JSON is a popular message interchange format employed in API design for its simplicity, readability, flexibility and wide support. However, `json.dump` and `json.load` offer no direct support when working with Python data classes employing type annotations. This package offers services for working with strongly-typed Python classes: serializing objects to JSON, deserializing JSON to objects, and producing a JSON schema that matches the data class, e.g. to be used in an OpenAPI specification.

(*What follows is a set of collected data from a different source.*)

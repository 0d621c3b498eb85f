//! Shared test harness modules for the Strata CLI.
#![expect(
    clippy::panic,
    reason = "Tests assert panic branches to surface unexpected CLI outcomes"
)]

use super::*;

mod helpers;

This package differs from [pydantic dataclasses](https://pydantic-docs.helpmanual.io/usage/dataclasses/) in that you don't need to have `BaseModel` in your class inheritance chain, making it suitable for operating on classes defined in third-party modules.

## Features

This package offers the following services:

* JSON serialization and de-serialization
    * Generate a JSON object from a Python object (`serialization.object_to_json`)
    * Parse a JSON object into a Python object (`serialization.json_to_object`)
* JSON schema
    * Generate a JSON schema from a Python type (`schema.classdef_to_schema`)
    * Validate a JSON object against a Python type (`schema.validate_object`)
* Type information
    * Extract documentation strings (a.k.a. docstring) from types (`docstring.parse_type`)
    * Inspect types, including generics (package `inspection`)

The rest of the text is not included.